- Date: 15–21 June
- Edition: 19th
- Surface: Grass / outdoor
- Location: Rosmalen, 's-Hertogenbosch, Netherlands

Champions

Men's singles
- David Ferrer

Women's singles
- Tamarine Tanasugarn

Men's doubles
- Mario Ančić / Jürgen Melzer

Women's doubles
- Marina Erakovic / Michaëlla Krajicek
- ← 2007 · Ordina Open · 2009 →

= 2008 Ordina Open =

The 2008 Ordina Open was a tennis tournament played on outdoor grass courts. It was the 19th edition of the Ordina Open, and was part of the International Series of the 2008 ATP Tour, and of the Tier III Series of the 2008 WTA Tour. Both the men's and the women's events took place at the Autotron park in Rosmalen, 's-Hertogenbosch, Netherlands, from June 15 through June 21, 2008.
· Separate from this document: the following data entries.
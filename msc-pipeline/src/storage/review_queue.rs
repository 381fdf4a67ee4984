//! Manual review queue
//!
//! Items a stage could not resolve on its own are parked here for a human.
//! The queue is one JSON array file, loaded eagerly and rewritten
//! atomically on every change. Entries are keyed by `track_id`; the first
//! entry for a key wins.

use crate::storage::atomic;
use crate::{PipelineError, Result};
use chrono::{DateTime, Utc};
use msc_common::time;
use serde::{Deserialize, Serialize};
use serde_json::{Map, Value};
use std::fs;
use std::path::{Path, PathBuf};
use tracing::{debug, info, warn};

/// Item waiting for human intervention
#[derive(Debug, Clone, PartialEq, Serialize, Deserialize)]
pub struct ManualReviewItem {
    pub track_id: String,
    pub title: String,
    pub artist: String,
    pub reason: String,
    pub timestamp: DateTime<Utc>,
    #[serde(default)]
    pub metadata: Map<String, Value>,
}

#[derive(Debug)]
pub struct ManualReviewQueue {
    path: PathBuf,
    items: Vec<ManualReviewItem>,
}

impl ManualReviewQueue {
    /// Open the queue stored at `path`
    ///
    /// The parent directory is created. A missing file yields an empty
    /// queue; so does a corrupt one (logged).
    pub fn open(path: impl AsRef<Path>) -> Result<Self> {
        let path = normalize_path(path.as_ref())?;
        let items = load_items(&path);
        Ok(Self { path, items })
    }

    pub fn path(&self) -> &Path {
        &self.path
    }

    /// Queue an item unless `track_id` is already present
    ///
    /// Returns true if the item was added and persisted.
    pub fn add(
        &mut self,
        track_id: &str,
        title: &str,
        artist: &str,
        reason: &str,
        metadata: Option<Map<String, Value>>,
    ) -> Result<bool> {
        if self.contains(track_id) {
            debug!("Already queued for review: {}", track_id);
            return Ok(false);
        }

        self.items.push(ManualReviewItem {
            track_id: track_id.to_string(),
            title: title.to_string(),
            artist: artist.to_string(),
            reason: reason.to_string(),
            timestamp: time::now(),
            metadata: metadata.unwrap_or_default(),
        });
        if let Err(e) = self.save() {
            self.items.pop();
            return Err(e);
        }

        info!("Added to review queue: {} - {} ({})", title, artist, reason);
        Ok(true)
    }

    /// Remove an item; persists only when something was removed
    pub fn remove(&mut self, track_id: &str) -> Result<bool> {
        let before = self.items.len();
        self.items.retain(|item| item.track_id != track_id);

        if self.items.len() == before {
            return Ok(false);
        }

        self.save()?;
        info!("Removed {} from review queue", track_id);
        Ok(true)
    }

    pub fn contains(&self, track_id: &str) -> bool {
        self.items.iter().any(|item| item.track_id == track_id)
    }

    pub fn get(&self, track_id: &str) -> Option<&ManualReviewItem> {
        self.items.iter().find(|item| item.track_id == track_id)
    }

    /// Copy of all queued items, oldest first
    pub fn get_all(&self) -> Vec<ManualReviewItem> {
        self.items.clone()
    }

    pub fn clear(&mut self) -> Result<()> {
        self.items.clear();
        self.save()?;
        info!("Cleared review queue");
        Ok(())
    }

    pub fn count(&self) -> usize {
        self.items.len()
    }

    fn save(&self) -> Result<()> {
        atomic::write_json(&self.path, &self.items)?;
        debug!("Saved {} items to review queue", self.items.len());
        Ok(())
    }
}

fn normalize_path(path: &Path) -> Result<PathBuf> {
    let file_name = path.file_name().ok_or_else(|| {
        PipelineError::from(msc_common::Error::InvalidInput(format!(
            "review queue path has no file name: {}",
            path.display()
        )))
    })?;

    let parent = match path.parent() {
        Some(parent) if !parent.as_os_str().is_empty() => parent.to_path_buf(),
        _ => PathBuf::from("."),
    };
    fs::create_dir_all(&parent)?;
    Ok(parent.canonicalize()?.join(file_name))
}

fn load_items(path: &Path) -> Vec<ManualReviewItem> {
    if !path.exists() {
        debug!("No review queue file at {}", path.display());
        return Vec::new();
    }

    let parsed = fs::read_to_string(path)
        .map_err(PipelineError::from)
        .and_then(|content| Ok(serde_json::from_str::<Vec<ManualReviewItem>>(&content)?));

    match parsed {
        Ok(items) => {
            info!("Loaded {} items from review queue", items.len());
            items
        }
        Err(e) => {
            warn!(
                "Ignoring unreadable review queue {}: {}",
                path.display(),
                e
            );
            Vec::new()
        }
    }
}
The men singles featured ATP No. 5, Valencia titlist and French Open quarterfinalist David Ferrer, Queen's Club quarterfinalist Richard Gasquet, and Australian Open quarterfinalist and Adelaide runner-up Jarkko Nieminen. Also competing were defending champion Ivan Ljubičić, Miami and Monte-Carlo Masters quarterfinalist Igor Andreev, Mario Ančić, Guillermo Cañas and Fabrice Santoro.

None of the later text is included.